• **WORK INSTRUCTION**:
For each line of the data below that contains "EmbedContentRequest", return that line.

• **EXTRACTED DATA**:
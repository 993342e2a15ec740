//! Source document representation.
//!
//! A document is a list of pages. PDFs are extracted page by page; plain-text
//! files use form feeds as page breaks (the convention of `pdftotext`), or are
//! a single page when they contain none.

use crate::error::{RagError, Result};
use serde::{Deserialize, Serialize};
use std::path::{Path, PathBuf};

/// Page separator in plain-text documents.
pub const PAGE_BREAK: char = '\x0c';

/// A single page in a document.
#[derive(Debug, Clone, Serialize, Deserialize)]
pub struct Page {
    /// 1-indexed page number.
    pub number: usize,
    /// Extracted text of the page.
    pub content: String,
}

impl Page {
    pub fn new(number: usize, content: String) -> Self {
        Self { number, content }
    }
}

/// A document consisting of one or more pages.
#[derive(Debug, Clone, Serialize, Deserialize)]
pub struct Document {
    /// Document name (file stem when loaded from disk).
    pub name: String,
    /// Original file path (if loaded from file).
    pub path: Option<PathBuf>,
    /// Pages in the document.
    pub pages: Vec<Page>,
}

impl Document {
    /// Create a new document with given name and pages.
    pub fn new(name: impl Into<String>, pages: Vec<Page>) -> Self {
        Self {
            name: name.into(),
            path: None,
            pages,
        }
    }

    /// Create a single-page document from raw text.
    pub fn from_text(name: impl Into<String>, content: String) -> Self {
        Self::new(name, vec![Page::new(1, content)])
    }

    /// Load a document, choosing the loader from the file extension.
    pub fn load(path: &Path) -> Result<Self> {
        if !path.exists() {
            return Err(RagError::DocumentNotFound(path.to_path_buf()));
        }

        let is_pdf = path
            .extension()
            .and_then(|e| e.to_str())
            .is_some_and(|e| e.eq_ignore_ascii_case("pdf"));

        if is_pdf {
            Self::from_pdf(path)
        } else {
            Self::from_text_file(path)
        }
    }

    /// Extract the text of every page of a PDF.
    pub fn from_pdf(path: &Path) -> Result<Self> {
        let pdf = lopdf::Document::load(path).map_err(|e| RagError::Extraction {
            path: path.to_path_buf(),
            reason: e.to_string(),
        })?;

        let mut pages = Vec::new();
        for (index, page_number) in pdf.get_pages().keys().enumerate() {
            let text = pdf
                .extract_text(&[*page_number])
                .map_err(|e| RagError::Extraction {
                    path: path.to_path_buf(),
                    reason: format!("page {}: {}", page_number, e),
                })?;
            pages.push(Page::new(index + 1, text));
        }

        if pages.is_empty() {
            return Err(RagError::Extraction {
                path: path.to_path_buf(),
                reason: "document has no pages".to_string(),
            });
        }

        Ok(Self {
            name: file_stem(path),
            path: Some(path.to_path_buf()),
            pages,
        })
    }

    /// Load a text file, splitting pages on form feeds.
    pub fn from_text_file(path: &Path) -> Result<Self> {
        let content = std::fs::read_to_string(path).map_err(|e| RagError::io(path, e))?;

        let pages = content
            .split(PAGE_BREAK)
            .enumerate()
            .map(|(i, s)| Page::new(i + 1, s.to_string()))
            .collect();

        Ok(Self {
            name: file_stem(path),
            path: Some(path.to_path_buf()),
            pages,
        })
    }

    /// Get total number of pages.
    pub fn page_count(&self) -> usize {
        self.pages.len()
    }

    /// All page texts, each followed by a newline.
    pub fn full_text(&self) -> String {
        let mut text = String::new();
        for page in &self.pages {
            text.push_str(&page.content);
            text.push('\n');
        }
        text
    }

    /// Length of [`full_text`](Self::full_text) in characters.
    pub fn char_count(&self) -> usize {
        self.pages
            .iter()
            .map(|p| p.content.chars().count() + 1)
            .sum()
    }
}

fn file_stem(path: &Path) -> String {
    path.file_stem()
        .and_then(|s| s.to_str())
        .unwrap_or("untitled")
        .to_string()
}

--

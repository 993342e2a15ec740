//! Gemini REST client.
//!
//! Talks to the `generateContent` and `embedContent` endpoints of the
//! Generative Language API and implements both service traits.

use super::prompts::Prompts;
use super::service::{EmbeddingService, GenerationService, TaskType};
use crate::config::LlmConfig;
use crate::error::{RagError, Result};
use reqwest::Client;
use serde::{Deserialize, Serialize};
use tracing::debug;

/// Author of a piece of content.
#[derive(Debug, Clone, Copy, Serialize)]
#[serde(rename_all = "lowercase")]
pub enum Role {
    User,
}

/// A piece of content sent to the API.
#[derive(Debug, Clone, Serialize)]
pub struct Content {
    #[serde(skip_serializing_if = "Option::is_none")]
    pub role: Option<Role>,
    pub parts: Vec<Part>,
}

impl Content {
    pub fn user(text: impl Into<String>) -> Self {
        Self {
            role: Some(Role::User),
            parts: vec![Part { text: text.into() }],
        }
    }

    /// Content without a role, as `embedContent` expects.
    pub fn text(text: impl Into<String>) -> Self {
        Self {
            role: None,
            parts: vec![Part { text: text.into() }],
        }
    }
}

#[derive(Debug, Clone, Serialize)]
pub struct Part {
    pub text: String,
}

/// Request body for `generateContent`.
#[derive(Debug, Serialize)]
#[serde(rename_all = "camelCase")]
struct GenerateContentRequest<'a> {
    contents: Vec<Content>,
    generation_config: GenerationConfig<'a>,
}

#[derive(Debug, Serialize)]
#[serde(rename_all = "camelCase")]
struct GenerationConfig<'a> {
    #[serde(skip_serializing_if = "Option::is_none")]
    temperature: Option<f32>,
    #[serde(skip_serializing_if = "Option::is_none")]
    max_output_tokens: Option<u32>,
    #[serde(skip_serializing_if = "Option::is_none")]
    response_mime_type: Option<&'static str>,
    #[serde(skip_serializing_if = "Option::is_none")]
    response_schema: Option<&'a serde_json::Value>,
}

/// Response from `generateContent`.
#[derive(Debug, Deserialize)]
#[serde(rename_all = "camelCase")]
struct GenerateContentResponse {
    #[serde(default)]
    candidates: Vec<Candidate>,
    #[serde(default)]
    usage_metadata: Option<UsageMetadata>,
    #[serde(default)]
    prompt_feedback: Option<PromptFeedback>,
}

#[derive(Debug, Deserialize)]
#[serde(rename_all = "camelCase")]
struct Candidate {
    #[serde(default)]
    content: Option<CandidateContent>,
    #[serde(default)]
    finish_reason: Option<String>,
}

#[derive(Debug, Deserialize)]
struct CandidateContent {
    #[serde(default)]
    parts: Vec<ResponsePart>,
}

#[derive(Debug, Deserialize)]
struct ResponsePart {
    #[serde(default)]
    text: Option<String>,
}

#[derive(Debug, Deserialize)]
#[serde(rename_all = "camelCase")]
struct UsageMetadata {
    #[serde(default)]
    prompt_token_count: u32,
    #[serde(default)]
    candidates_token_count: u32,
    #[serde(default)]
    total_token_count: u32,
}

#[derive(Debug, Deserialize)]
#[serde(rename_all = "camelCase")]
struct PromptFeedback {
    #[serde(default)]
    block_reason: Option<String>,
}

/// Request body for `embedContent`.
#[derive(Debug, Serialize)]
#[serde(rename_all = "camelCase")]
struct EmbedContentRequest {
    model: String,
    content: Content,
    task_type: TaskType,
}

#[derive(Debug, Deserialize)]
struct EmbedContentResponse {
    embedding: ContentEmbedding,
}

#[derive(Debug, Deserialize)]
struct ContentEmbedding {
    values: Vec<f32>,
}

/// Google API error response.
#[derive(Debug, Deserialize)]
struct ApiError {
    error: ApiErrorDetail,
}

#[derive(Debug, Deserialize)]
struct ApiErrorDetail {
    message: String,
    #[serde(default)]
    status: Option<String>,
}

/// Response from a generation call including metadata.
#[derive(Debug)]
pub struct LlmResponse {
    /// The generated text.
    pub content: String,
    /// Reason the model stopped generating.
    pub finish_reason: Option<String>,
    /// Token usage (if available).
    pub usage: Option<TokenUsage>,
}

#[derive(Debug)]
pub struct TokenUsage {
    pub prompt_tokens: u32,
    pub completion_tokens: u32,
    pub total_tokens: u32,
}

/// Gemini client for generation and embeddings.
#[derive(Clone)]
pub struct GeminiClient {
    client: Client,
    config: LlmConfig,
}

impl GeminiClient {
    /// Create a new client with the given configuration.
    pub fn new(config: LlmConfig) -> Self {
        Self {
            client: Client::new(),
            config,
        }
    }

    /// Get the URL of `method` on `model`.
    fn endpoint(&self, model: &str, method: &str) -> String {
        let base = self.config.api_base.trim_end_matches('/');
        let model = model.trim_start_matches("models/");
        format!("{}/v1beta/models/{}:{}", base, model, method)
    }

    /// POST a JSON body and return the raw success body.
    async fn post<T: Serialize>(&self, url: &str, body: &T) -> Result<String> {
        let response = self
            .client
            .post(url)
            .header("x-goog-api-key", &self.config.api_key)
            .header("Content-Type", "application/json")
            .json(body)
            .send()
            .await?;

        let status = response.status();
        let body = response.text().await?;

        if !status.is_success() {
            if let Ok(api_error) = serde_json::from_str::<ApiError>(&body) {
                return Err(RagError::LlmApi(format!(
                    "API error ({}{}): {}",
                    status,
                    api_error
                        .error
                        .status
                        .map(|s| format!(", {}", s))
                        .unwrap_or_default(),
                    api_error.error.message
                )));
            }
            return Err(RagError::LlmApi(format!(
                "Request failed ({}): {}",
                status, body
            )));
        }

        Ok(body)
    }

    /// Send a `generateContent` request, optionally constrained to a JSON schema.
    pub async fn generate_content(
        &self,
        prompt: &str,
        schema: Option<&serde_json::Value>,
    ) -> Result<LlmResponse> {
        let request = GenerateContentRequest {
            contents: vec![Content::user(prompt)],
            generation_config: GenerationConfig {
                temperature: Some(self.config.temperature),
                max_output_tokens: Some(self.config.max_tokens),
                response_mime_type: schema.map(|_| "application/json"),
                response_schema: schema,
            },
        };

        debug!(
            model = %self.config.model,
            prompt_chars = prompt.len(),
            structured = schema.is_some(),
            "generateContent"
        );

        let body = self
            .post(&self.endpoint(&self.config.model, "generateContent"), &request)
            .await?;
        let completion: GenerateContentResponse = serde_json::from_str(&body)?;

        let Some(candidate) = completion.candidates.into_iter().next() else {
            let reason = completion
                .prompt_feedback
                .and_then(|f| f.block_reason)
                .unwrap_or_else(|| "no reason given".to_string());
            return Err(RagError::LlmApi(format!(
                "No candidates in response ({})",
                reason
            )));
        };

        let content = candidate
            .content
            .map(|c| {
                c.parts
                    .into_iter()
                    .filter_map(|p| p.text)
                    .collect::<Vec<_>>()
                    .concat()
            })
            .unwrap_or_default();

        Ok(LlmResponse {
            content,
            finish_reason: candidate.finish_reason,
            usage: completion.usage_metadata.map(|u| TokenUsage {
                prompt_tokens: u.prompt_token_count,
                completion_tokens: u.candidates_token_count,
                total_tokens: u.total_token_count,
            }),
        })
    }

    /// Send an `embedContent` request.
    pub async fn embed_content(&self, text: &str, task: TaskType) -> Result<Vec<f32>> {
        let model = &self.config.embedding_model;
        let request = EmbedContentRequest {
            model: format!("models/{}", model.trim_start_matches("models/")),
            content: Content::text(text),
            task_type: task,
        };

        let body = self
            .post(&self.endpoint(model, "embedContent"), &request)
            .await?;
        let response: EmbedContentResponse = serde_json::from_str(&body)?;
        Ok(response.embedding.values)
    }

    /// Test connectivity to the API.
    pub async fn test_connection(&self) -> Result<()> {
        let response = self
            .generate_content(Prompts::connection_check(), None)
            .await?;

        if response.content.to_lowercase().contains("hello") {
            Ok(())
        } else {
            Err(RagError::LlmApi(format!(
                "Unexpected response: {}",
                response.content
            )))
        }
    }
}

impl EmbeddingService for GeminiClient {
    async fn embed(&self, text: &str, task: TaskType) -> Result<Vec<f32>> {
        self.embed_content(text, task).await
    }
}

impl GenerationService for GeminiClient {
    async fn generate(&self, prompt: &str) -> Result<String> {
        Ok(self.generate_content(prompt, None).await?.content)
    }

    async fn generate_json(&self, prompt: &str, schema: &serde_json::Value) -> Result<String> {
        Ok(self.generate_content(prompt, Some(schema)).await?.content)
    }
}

• **RESPONSE BOX**:
struct EmbedContentRequest {
        let request = EmbedContentRequest {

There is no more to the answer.